I am going to get my CCW within the next month and want a gun that I can carry comfortably. I will say that I don't plan to carry it very often since I can not carry at work but still want the option to carry. I plan to use it more as a home defense gun for the night stand and I expect it to ride along with me while I am on the road. I probably will NOT put thousands of shots through this gun at the range but will shoot it enough to stay comfortable with it.

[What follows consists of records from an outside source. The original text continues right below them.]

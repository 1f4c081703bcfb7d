//! Island decomposition: a union-find over the active dynamic bodies,
//! seeded by every solver-relevant contact and constraint, so each island
//! can be solved independently.

use crate::collision::contact::ContactCache;
use crate::core::body::NO_ISLAND;
use crate::core::body_pool::{BodyId, BodyPool};
use crate::dynamics::constraints::Constraint;
use crate::utils::allocator::{Pool, SlotId};

/// One connected component of awake dynamic bodies. Static and kinematic
/// bodies anchor contacts but never join an island.
pub struct Island {
    pub bodies: Vec<BodyId>,
    pub contacts: Vec<u32>,
    pub constraints: Vec<SlotId>,
    pub velocity_iterations: u32,
    pub position_iterations: u32,
}

/// Rebuilds islands every step; buffers are reused across steps.
#[derive(Default)]
pub struct IslandBuilder {
    parent: Vec<u32>,
    rank: Vec<u32>,
}

impl IslandBuilder {
    pub fn new() -> Self {
        Self::default()
    }

    /// Groups the active bodies, assigning `island_index` on bodies,
    /// contacts, and constraints as a side effect.
    pub fn build(
        &mut self,
        bodies: &mut BodyPool,
        contacts: &mut ContactCache,
        constraints: &mut Pool<Constraint>,
        default_velocity_iterations: u32,
        default_position_iterations: u32,
    ) -> Vec<Island> {
        let active: Vec<BodyId> = bodies.active_bodies().to_vec();
        let count = active.len();
        self.parent.clear();
        self.rank.clear();
        self.parent.extend(0..count as u32);
        self.rank.resize(count, 0);

        // A vertex is an awake dynamic body; everything else is a terminal.
        let vertex_of = |bodies: &BodyPool, id: BodyId| -> Option<u32> {
            let body = bodies.get(id)?;
            (body.is_dynamic() && body.is_active()).then_some(body.active_index)
        };

        for (_, contact) in contacts.iter() {
            if contact.sensor {
                continue;
            }
            match (
                vertex_of(bodies, contact.body_a),
                vertex_of(bodies, contact.body_b),
            ) {
                (Some(a), Some(b)) => self.union(a, b),
                _ => {}
            }
        }

        for constraint in constraints.iter() {
            if !constraint.enabled {
                continue;
            }
            if let (Some(a), Some(b)) = (
                vertex_of(bodies, constraint.body_a),
                vertex_of(bodies, constraint.body_b),
            ) {
                self.union(a, b);
            }
        }

        // Map union-find roots to dense island slots.
        let mut island_of_root = vec![u32::MAX; count];
        let mut islands: Vec<Island> = Vec::new();
        for slot in 0..count as u32 {
            let id = active[slot as usize];
            if vertex_of(bodies, id).is_none() {
                // Active kinematic bodies stay out of islands.
                if let Some(body) = bodies.get_mut(id) {
                    body.island_index = NO_ISLAND;
                }
                continue;
            }
            let root = self.find(slot) as usize;
            let island_index = if island_of_root[root] == u32::MAX {
                island_of_root[root] = islands.len() as u32;
                islands.push(Island {
                    bodies: Vec::new(),
                    contacts: Vec::new(),
                    constraints: Vec::new(),
                    velocity_iterations: default_velocity_iterations,
                    position_iterations: default_position_iterations,
                });
                island_of_root[root]
            } else {
                island_of_root[root]
            };

            islands[island_index as usize].bodies.push(id);
            if let Some(body) = bodies.get_mut(id) {
                body.island_index = island_index;
                // Per-body iteration overrides raise the island's counts.
                let island = &mut islands[island_index as usize];
                if body.motion.velocity_iterations > 0 {
                    island.velocity_iterations = island
                        .velocity_iterations
                        .max(body.motion.velocity_iterations);
                }
                if body.motion.position_iterations > 0 {
                    island.position_iterations = island
                        .position_iterations
                        .max(body.motion.position_iterations);
                }
            }
        }

        // Attach contacts and constraints to the island of a dynamic member.
        let island_of_body = |bodies: &BodyPool, id: BodyId| -> Option<u32> {
            let body = bodies.get(id)?;
            (body.island_index != NO_ISLAND).then_some(body.island_index)
        };

        for (index, contact) in contacts.iter_mut() {
            contact.island_index = NO_ISLAND;
            if contact.sensor {
                continue;
            }
            let island = island_of_body(bodies, contact.body_a)
                .or_else(|| island_of_body(bodies, contact.body_b));
            if let Some(island_index) = island {
                contact.island_index = island_index;
                islands[island_index as usize].contacts.push(index);
            }
        }

        for id in constraints.ids().collect::<Vec<_>>() {
            let Some(constraint) = constraints.get_mut(id) else {
                continue;
            };
            constraint.island_index = NO_ISLAND;
            if !constraint.enabled {
                continue;
            }
            let island = island_of_body(bodies, constraint.body_a)
                .or_else(|| island_of_body(bodies, constraint.body_b));
            if let Some(island_index) = island {
                constraint.island_index = island_index;
                let island = &mut islands[island_index as usize];
                island.constraints.push(id);
                if constraint.velocity_iterations > 0 {
                    island.velocity_iterations =
                        island.velocity_iterations.max(constraint.velocity_iterations);
                }
                if constraint.position_iterations > 0 {
                    island.position_iterations =
                        island.position_iterations.max(constraint.position_iterations);
                }
            }
        }

        islands
    }

    fn find(&mut self, mut node: u32) -> u32 {
        while self.parent[node as usize] != node {
            // Path halving.
            let grand = self.parent[self.parent[node as usize] as usize];
            self.parent[node as usize] = grand;
            node = grand;
        }
        node
    }

    fn union(&mut self, a: u32, b: u32) {
        let root_a = self.find(a);
        let root_b = self.find(b);
        if root_a == root_b {
            return;
        }
        let (small, large) = if self.rank[root_a as usize] < self.rank[root_b as usize] {
            (root_a, root_b)
        } else {
            (root_b, root_a)
        };
        self.parent[small as usize] = large;
        if self.rank[small as usize] == self.rank[large as usize] {
            self.rank[large as usize] += 1;
        }
    }
}
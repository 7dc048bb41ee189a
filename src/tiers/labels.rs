//! Label sets for every grouping dimension.
//!
//! Each dimension is a plain enum. Its ordering is the `ORDER` table, not the
//! declaration order, and numeric dimensions also carry their `BOUNDARIES`.

use std::fmt;
use std::hash::Hash;

use serde::{Serialize, Serializer};

use super::bins::{BinSpec, locate};
use crate::error::BinSpecError;

/// A closed, ordered set of labels.
pub trait Category: Copy + Eq + Hash + Ord + fmt::Debug + 'static {
    /// Human-readable name of the dimension, used as a column header.
    const TITLE: &'static str;

    /// Every label of the dimension in report order.
    const ORDER: &'static [Self];

    fn label(self) -> &'static str;

    /// Looks a label up by its text. Surrounding whitespace is ignored.
    fn from_label(text: &str) -> Option<Self> {
        let text = text.trim();
        Self::ORDER.iter().copied().find(|c| c.label() == text)
    }
}

/// A category derived from a continuous value through fixed bin edges.
///
/// `BOUNDARIES.len()` is always `ORDER.len() + 1`.
pub trait Tier: Category {
    const BOUNDARIES: &'static [f64];

    /// Maps `value` onto its tier. Missing, NaN and out-of-range values have
    /// no tier.
    fn classify(value: Option<f64>) -> Option<Self> {
        locate(Self::BOUNDARIES, value).and_then(|i| Self::ORDER.get(i).copied())
    }

    /// Runtime bin spec for this dimension.
    fn bin_spec() -> Result<BinSpec<Self>, BinSpecError> {
        BinSpec::new(Self::BOUNDARIES.to_vec(), Self::ORDER.to_vec())
    }
}

macro_rules! category {
    (
        $(#[$meta:meta])*
        $name:ident, $title:expr, {
            $($variant:ident => $label:expr),+ $(,)?
        }
    ) => {
        $(#[$meta])*
        #[derive(Debug, Clone, Copy, PartialEq, Eq, Hash, PartialOrd, Ord)]
        pub enum $name {
            $($variant),+
        }

        impl Category for $name {
            const TITLE: &'static str = $title;
            const ORDER: &'static [Self] = &[$(Self::$variant),+];

            fn label(self) -> &'static str {
                match self {
                    $(Self::$variant => $label),+
                }
            }
        }

        impl fmt::Display for $name {
            fn fmt(&self, f: &mut fmt::Formatter<'_>) -> fmt::Result {
                f.write_str(self.label())
            }
        }

        impl Serialize for $name {
            fn serialize<S: Serializer>(&self, serializer: S) -> Result<S::Ok, S::Error> {
                serializer.serialize_str(self.label())
            }
        }
    };
}

category! {
    /// FICO score band.
    CreditTier, "FICO Tier", {
        Poor => "Poor",
        Fair => "Fair",
        Good => "Good",
        VeryGood => "Very Good",
        Excellent => "Excellent",
    }
}

impl Tier for CreditTier {
    const BOUNDARIES: &'static [f64] = &[300.0, 580.0, 670.0, 740.0, 800.0, 900.0];
}

category! {
    /// Annual income band, in dollars.
    IncomeTier, "Income Tier", {
        Under25K => "0-25K",
        From25To50K => "25-50K",
        From50To75K => "50-75K",
        From75To100K => "75-100K",
        From100To125K => "100-125K",
        Over125K => "125K+",
    }
}

impl Tier for IncomeTier {
    const BOUNDARIES: &'static [f64] = &[
        0.0, 25_000.0, 50_000.0, 75_000.0, 100_000.0, 125_000.0, 500_000.0,
    ];
}

category! {
    /// Debt-to-income ratio band, in percent.
    DtiTier, "DTI Tier", {
        Under20 => "0-20",
        From20To30 => "20-30",
        From30To40 => "30-40",
        From40To50 => "40-50",
        From50To60 => "50-60",
        Over60 => "60+",
    }
}

impl Tier for DtiTier {
    const BOUNDARIES: &'static [f64] = &[0.0, 20.0, 30.0, 40.0, 50.0, 60.0, f64::INFINITY];
}

category! {
    /// Revolving (credit card) balance band, in dollars.
    BalanceTier, "Credit Balance Tier", {
        Under5K => "0-5K",
        From5To10K => "5K-10K",
        From10To20K => "10K-20K",
        From20To40K => "20K-40K",
        Over40K => "40K+",
    }
}

impl Tier for BalanceTier {
    const BOUNDARIES: &'static [f64] = &[0.0, 5_000.0, 10_000.0, 20_000.0, 40_000.0, f64::INFINITY];
}

category! {
    /// Declared purpose of the loan, as spelled in the dataset.
    Purpose, "Purpose of Loan", {
        AllOther => "all_other",
        CreditCard => "credit_card",
        DebtConsolidation => "debt_consolidation",
        Educational => "educational",
        HomeImprovement => "home_improvement",
        MajorPurchase => "major_purchase",
        SmallBusiness => "small_business",
    }
}
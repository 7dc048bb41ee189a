//! Typed errors raised by the library.

use thiserror::Error;

/// Reasons a [`crate::tiers::BinSpec`] can be rejected at construction.
#[derive(Debug, Clone, PartialEq, Error)]
pub enum BinSpecError {
    #[error("a bin spec needs at least two boundaries, got {0}")]
    TooFewBoundaries(usize),

    #[error("expected {expected} labels for {boundaries} boundaries, got {labels}")]
    LabelCount {
        boundaries: usize,
        labels: usize,
        expected: usize,
    },

    #[error("boundary {index} is NaN")]
    NanBoundary { index: usize },

    #[error("boundaries must be strictly increasing: {previous} at {index} is followed by {next}")]
    NotIncreasing {
        index: usize,
        previous: f64,
        next: f64,
    },
}
//! Loan records and the fields derived from them.

use serde::{Deserialize, Serialize};

use crate::tiers::{BalanceTier, Category, CreditTier, DtiTier, IncomeTier, Purpose, Tier};

/// Number of columns in the loan dataset.
pub const COLUMN_COUNT: usize = 14;

/// Column titles, in file order.
pub const COLUMNS: [&str; COLUMN_COUNT] = [
    "Credit Policy",
    "Purpose of Loan",
    "Interest Rate",
    "Installment",
    "Annual Income (raw)",
    "Debt to Income",
    "FICO Score",
    "Days with Credit",
    "Revolving Balances",
    "Revolving Limits",
    "Inquiries (Last 6 Months)",
    "Delinquent (Last 24 months)",
    "Public Records (Bankruptcy, tax liens or judgements)",
    "Not Fully Paid",
];

/// One loan application, deserialized by column position.
///
/// Empty cells become `None`.
#[derive(Debug, Clone, Default, PartialEq, Serialize, Deserialize)]
pub struct LoanRecord {
    pub credit_policy: Option<u8>,
    pub purpose: Option<String>,
    pub interest_rate: Option<f64>,
    pub installment: Option<f64>,
    /// Natural log of the self-reported annual income.
    pub log_annual_income: Option<f64>,
    pub debt_to_income: Option<f64>,
    pub fico_score: Option<f64>,
    pub days_with_credit: Option<f64>,
    pub revolving_balance: Option<f64>,
    pub revolving_utilization: Option<f64>,
    pub inquiries_last_6m: Option<u32>,
    pub delinquencies_2y: Option<u32>,
    pub public_records: Option<u32>,
    pub not_fully_paid: Option<u8>,
}

impl LoanRecord {
    /// The outcome as a 0/1 number, for averaging.
    pub fn outcome(&self) -> Option<f64> {
        self.not_fully_paid.map(f64::from)
    }
}

/// Fields computed once per record at load time.
#[derive(Debug, Clone, Copy, Default, PartialEq, Serialize)]
pub struct Derived {
    /// Annual income in whole dollars.
    pub annual_income: Option<f64>,
    pub credit_tier: Option<CreditTier>,
    pub income_tier: Option<IncomeTier>,
    pub dti_tier: Option<DtiTier>,
    pub balance_tier: Option<BalanceTier>,
    pub purpose: Option<Purpose>,
}

impl Derived {
    pub fn from_record(record: &LoanRecord) -> Self {
        let annual_income = record
            .log_annual_income
            .map(|log| log.exp().round_ties_even())
            .filter(|v| v.is_finite());

        Derived {
            annual_income,
            credit_tier: CreditTier::classify(record.fico_score),
            income_tier: IncomeTier::classify(annual_income),
            dti_tier: DtiTier::classify(record.debt_to_income),
            balance_tier: BalanceTier::classify(record.revolving_balance),
            purpose: record.purpose.as_deref().and_then(Purpose::from_label),
        }
    }
}

/// A record viewed together with its derived fields.
#[derive(Debug, Clone, Copy)]
pub struct LoanRow<'a> {
    pub record: &'a LoanRecord,
    pub derived: &'a Derived,
}

/// Loaded records plus their derived lookup, index-aligned.
#[derive(Debug, Clone, Default)]
pub struct Dataset {
    records: Vec<LoanRecord>,
    derived: Vec<Derived>,
}

impl Dataset {
    pub fn new(records: Vec<LoanRecord>) -> Self {
        let derived = records.iter().map(Derived::from_record).collect();
        Self { records, derived }
    }

    pub fn len(&self) -> usize {
        self.records.len()
    }

    pub fn is_empty(&self) -> bool {
        self.records.is_empty()
    }

    pub fn records(&self) -> &[LoanRecord] {
        &self.records
    }

    pub fn rows(&self) -> Vec<LoanRow<'_>> {
        self.records
            .iter()
            .zip(&self.derived)
            .map(|(record, derived)| LoanRow { record, derived })
            .collect()
    }
}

Is the 1911 MilSpec sound like a solid gun for what I plan to use it for or does something sound like it would better for me? Any opinions on carrying comfort would be appreciated. I plan to go this weekend and test drive one at the local range along with as many as I can get my hands on since I know that everyone recommends you actually shoot as many as possible.


----------



## VAMarine (Dec 25, 2008)

If it is going to be a house gun more than a carry gun, I would recommend getting a gun with a rail so that you can mount a light to the gun, if something goes bump in the night, you can grab the gun with a light, instead of having to find both the gun and the light. I know you're asking specifically about a MILSPEC, but I just thought I'd throw that out there, unfortunately the only railed 1911 of similar price to the MILSPEC is the Taurus PT1911 of which I am not a fan. So if you decide you do want a rail, you'll probably end up spending more $$$.

Regarding carry, you first have two _primary_ choices:

*I*n the *W*aist *B*and or *O*ut of the *W*aist *B*and

I carried my 5" 1911 in a Galco Avenger for many years when I chose to carry OWB.

When it comes to IWB there are many fine IWB holsters , my one recommendation is to choose on with widely spaced, offset loops to better distribute the weight of the gun.

Some good choices are:

Comp-Tac (Various Models)
CrossBreed Holsters (Super Tuck)
Desibens Gunleather (#2 and #3)
FIST (Various Models)
HBE (COM III)
Milt Sparks (VMII)
UBG (Canute) 
Tucker Gunleather (Various Models)

There are a wide variety of attachment options, I prefer leather snap loops, but that's just a personal preference.

Pending on how you want to carry, there are other options such as shoulder holsters etc. but the two most basic modes of carry are OWB and IWB.

The Springfield MILSPEC is a solid gun, it lacks most if not all of the bells and whistles of other guns, but is still better equipped than the GI models as the MILSPEC does have larger sights. However, you may not want or need all of the bells and whistles and if that's the case, the MILSPEC is perfect for you. Later on down the road, if you do want to change something, the MILSPEC is a good gun to be used as a base for upgrades.


----------